Dataset entries:

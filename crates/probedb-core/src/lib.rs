//! probedb Core - command lifecycle capture and per-category metrics.
//!
//! This crate provides the backend-agnostic part of probedb: command
//! records, category aggregates, the metrics registry, operation
//! classification, and the [`Instrumented`] proxy that ties them together.
//!
//! # Usage
//!
//! ```ignore
//! use probedb_core::{instrument, new_shared_registry, KeywordClassifier};
//!
//! let registry = new_shared_registry();
//! let sql = instrument(connection, registry.clone(), KeywordClassifier::new());
//!
//! sql.execute("INSERT INTO users VALUES (?1)", &params).await?;
//!
//! let dml = registry.get("DML").unwrap().snapshot();
//! println!("{} inserts, {} errors", dml.call_count, dml.error_count);
//! println!("{}", registry.to_prometheus());
//! ```

pub mod aggregate;
pub mod classify;
pub mod config;
pub mod error;
pub mod histogram;
pub mod instrument;
pub mod payload;
pub mod record;
pub mod registry;

#[cfg(any(test, feature = "testing"))]
pub mod testing;

pub use aggregate::{AggregateSnapshot, CategoryAggregate};
pub use classify::{
    statement_keyword, Category, Classifier, KeywordClassifier, Operation, TableClassifier,
};
pub use config::InstrumentConfig;
pub use error::{Error, Result};
pub use histogram::LatencyHistogram;
pub use instrument::{instrument, Instrumented, CANCELLED_DETAIL};
pub use payload::Payload;
pub use record::{CommandRecord, Outcome};
pub use registry::{
    new_shared_registry, prometheus_text, MetricsRegistry, MetricsSink, RegistrySnapshot,
    SharedMetricsRegistry,
};
//! probedb - run an instrumented workload and print its metrics.

use clap::Parser;
use tracing_subscriber::{layer::SubscriberExt, util::SubscriberInitExt};

use probedb_cli::{render, run, Args};

#[tokio::main]
async fn main() -> Result<(), Box<dyn std::error::Error>> {
    // Logs go to stderr so the export on stdout stays parseable.
    tracing_subscriber::registry()
        .with(
            tracing_subscriber::EnvFilter::try_from_default_env()
                .unwrap_or_else(|_| "probedb=info".into()),
        )
        .with(tracing_subscriber::fmt::layer().with_writer(std::io::stderr))
        .init();

    let args = Args::parse();
    let config = args.into_config();

    tracing::info!(
        version = env!("CARGO_PKG_VERSION"),
        iterations = config.iterations,
        concurrency = config.concurrency,
        format = ?config.format,
        sqlite_path = ?config.sqlite_path,
        "starting workload"
    );

    let reports = match run(&config).await {
        Ok(reports) => reports,
        Err(e) => {
            tracing::error!(error = %e, "workload failed");
            return Err(e.into());
        }
    };

    print!("{}", render(&reports, config.format)?);
    Ok(())
}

* **TASK ITEM**
Reproduce every line of the data exactly as it was written.

* **YOUR RESPONSE**
filename crates/probedb-core/src/lib.rs
//! probedb Core - command lifecycle capture and per-category metrics.
//!
//! This crate provides the backend-agnostic part of probedb: command
//! records, category aggregates, the metrics registry, operation
//! classification, and the [`Instrumented`] proxy that ties them together.
//!
//! # Usage
//!
//! ```ignore
//! use probedb_core::{instrument, new_shared_registry, KeywordClassifier};
//!
//! let registry = new_shared_registry();
//! let sql = instrument(connection, registry.clone(), KeywordClassifier::new());
//!
//! sql.execute("INSERT INTO users VALUES (?1)", &params).await?;
//!
//! let dml = registry.get("DML").unwrap().snapshot();
//! println!("{} inserts, {} errors", dml.call_count, dml.error_count);
//! println!("{}", registry.to_prometheus());
//! ```

pub mod aggregate;
pub mod classify;
pub mod config;
pub mod error;
pub mod histogram;
pub mod instrument;
pub mod payload;
pub mod record;
pub mod registry;

#[cfg(any(test, feature = "testing"))]
pub mod testing;

pub use aggregate::{AggregateSnapshot, CategoryAggregate};
pub use classify::{
    statement_keyword, Category, Classifier, KeywordClassifier, Operation, TableClassifier,
};
pub use config::InstrumentConfig;
pub use error::{Error, Result};
pub use histogram::LatencyHistogram;
pub use instrument::{instrument, Instrumented, CANCELLED_DETAIL};
pub use payload::Payload;
pub use record::{CommandRecord, Outcome};
pub use registry::{
    new_shared_registry, prometheus_text, MetricsRegistry, MetricsSink, RegistrySnapshot,
    SharedMetricsRegistry,
};
//! probedb - run an instrumented workload and print its metrics.

use clap::Parser;
use tracing_subscriber::{layer::SubscriberExt, util::SubscriberInitExt};

use probedb_cli::{render, run, Args};

#[tokio::main]
async fn main() -> Result<(), Box<dyn std::error::Error>> {
    // Logs go to stderr so the export on stdout stays parseable.
    tracing_subscriber::registry()
        .with(
            tracing_subscriber::EnvFilter::try_from_default_env()
                .unwrap_or_else(|_| "probedb=info".into()),
        )
        .with(tracing_subscriber::fmt::layer().with_writer(std::io::stderr))
        .init();

    let args = Args::parse();
    let config = args.into_config();

    tracing::info!(
        version = env!("CARGO_PKG_VERSION"),
        iterations = config.iterations,
        concurrency = config.concurrency,
        format = ?config.format,
        sqlite_path = ?config.sqlite_path,
        "starting workload"
    );

    let reports = match run(&config).await {
        Ok(reports) => reports,
        Err(e) => {
            tracing::error!(error = %e, "workload failed");
            return Err(e.into());
        }
    };

    print!("{}", render(&reports, config.format)?);
    Ok(())
}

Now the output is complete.